The buyer, who Oppenheim and Rosani declined to name, is a software business developer who lives in Costa Rica.

The condo sold within a day, off-market, Rosani said.

Oppenheim, the buyer’s brokerage, was also involved in the July sale of unit 2202 at One Thousand Museum, where the buyer also paid in cryptocurrency. Brazilian TV star Roberto Justus, known for his starring role in the Brazilian version of “The Apprentice,” sold the condo for $7.2 million.

Federico Gutierrez Castro purchased the unit, also in Ethereum that was converted to USDC, according to attorney Alex Piquet of Piquet Law Firm. Keith Marks and Sonia Toth of Brown Harris Stevens Miami were the listing agents in that deal.

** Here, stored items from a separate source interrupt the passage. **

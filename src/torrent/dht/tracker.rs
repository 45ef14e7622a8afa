//! Outstanding KRPC queries, matched by transaction id

use std::net::SocketAddr;
use std::time::{Duration, Instant};

use super::message::{DhtMessage, DhtResponse, TransactionId};
use super::node::NodeId;

/// Invoked with the reply, or `None` on timeout or send failure
pub type DhtCallback = Box<dyn FnOnce(Option<&DhtResponse>)>;

pub struct TrackedQuery {
    pub transaction_id: TransactionId,
    pub addr: SocketAddr,
    /// Remote node id if known when the query was sent
    pub node_id: Option<NodeId>,
    pub method: &'static str,
    deadline: Instant,
    callback: Option<DhtCallback>,
}

impl TrackedQuery {
    /// Run the callback once
    pub fn complete(&mut self, response: Option<&DhtResponse>) {
        if let Some(callback) = self.callback.take() {
            callback(response);
        }
    }
}

impl std::fmt::Debug for TrackedQuery {
    fn fmt(&self, f: &mut std::fmt::Formatter<'_>) -> std::fmt::Result {
        f.debug_struct("TrackedQuery")
            .field("transaction_id", &self.transaction_id)
            .field("addr", &self.addr)
            .field("method", &self.method)
            .finish()
    }
}

#[derive(Debug, Default)]
pub struct DhtMessageTracker {
    entries: Vec<TrackedQuery>,
}

impl DhtMessageTracker {
    pub fn new() -> Self {
        Self::default()
    }

    #[allow(clippy::too_many_arguments)]
    pub fn add_message(
        &mut self,
        transaction_id: TransactionId,
        addr: SocketAddr,
        node_id: Option<NodeId>,
        method: &'static str,
        timeout: Duration,
        callback: Option<DhtCallback>,
        now: Instant,
    ) {
        self.entries.push(TrackedQuery {
            transaction_id,
            addr,
            node_id,
            method,
            deadline: now + timeout,
            callback,
        });
    }

    /// Take the query `msg` answers. The source address must match the
    /// address the query went to.
    pub fn message_arrived(&mut self, msg: &DhtMessage, from: SocketAddr) -> Option<TrackedQuery> {
        let pos = self
            .entries
            .iter()
            .position(|e| e.transaction_id == msg.transaction_id && e.addr == from)?;
        Some(self.entries.remove(pos))
    }

    /// Take every query whose deadline has passed
    pub fn handle_timeout(&mut self, now: Instant) -> Vec<TrackedQuery> {
        let (expired, live): (Vec<_>, Vec<_>) =
            std::mem::take(&mut self.entries)
                .into_iter()
                .partition(|e| now >= e.deadline);
        self.entries = live;
        expired
    }

    pub fn count(&self) -> usize {
        self.entries.len()
    }

    pub fn is_empty(&self) -> bool {
        self.entries.is_empty()
    }
}

#[cfg(test)]
mod tests {
    use super::*;
    use std::cell::Cell;
    use std::rc::Rc;

    #[test]
    fn test_match_requires_address() {
        let now = Instant::now();
        let addr: SocketAddr = "10.0.0.1:6881".parse().unwrap();
        let mut tracker = DhtMessageTracker::new();
        tracker.add_message(b"aa".to_vec(), addr, None, "ping", Duration::from_secs(10), None, now);

        let reply = DhtMessage::response(b"aa".to_vec(), NodeId([1u8; 20]), DhtResponse::default());
        assert!(tracker
            .message_arrived(&reply, "10.0.0.2:6881".parse().unwrap())
            .is_none());
        let entry = tracker.message_arrived(&reply, addr).unwrap();
        assert_eq!(entry.method, "ping");
        assert!(tracker.is_empty());
    }

    #[test]
    fn test_timeout_fires_callback_with_none() {
        let now = Instant::now();
        let fired = Rc::new(Cell::new(false));
        let flag = fired.clone();
        let mut tracker = DhtMessageTracker::new();
        tracker.add_message(
            b"bb".to_vec(),
            "10.0.0.1:6881".parse().unwrap(),
            None,
            "find_node",
            Duration::from_secs(10),
            Some(Box::new(move |resp: Option<&DhtResponse>| {
                flag.set(resp.is_none())
            })),
            now,
        );

        assert!(tracker.handle_timeout(now + Duration::from_secs(5)).is_empty());
        let mut expired = tracker.handle_timeout(now + Duration::from_secs(10));
        assert_eq!(expired.len(), 1);
        expired[0].complete(None);
        assert!(fired.get());
        assert_eq!(tracker.count(), 0);
    }
}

Miami Mayor Francis Suarez, who has been working to lure tech firms and major investors to the city, is a big proponent of cryptocurrency. The city launched its own Miami Coin, and Suarez has said his mayoral salary of $97,000 is instantly converted into Bitcoin.

Sellers are also becoming more willing to do crypto deals. In the second half of 2021, sellers of 428 properties in the tri-county area considered accepting payment in crypto, according to Antonio Srado, a broker in Orlando, citing MLS data. That’s up 240 percent compared with sellers of just 126 properties in the same period of the previous year.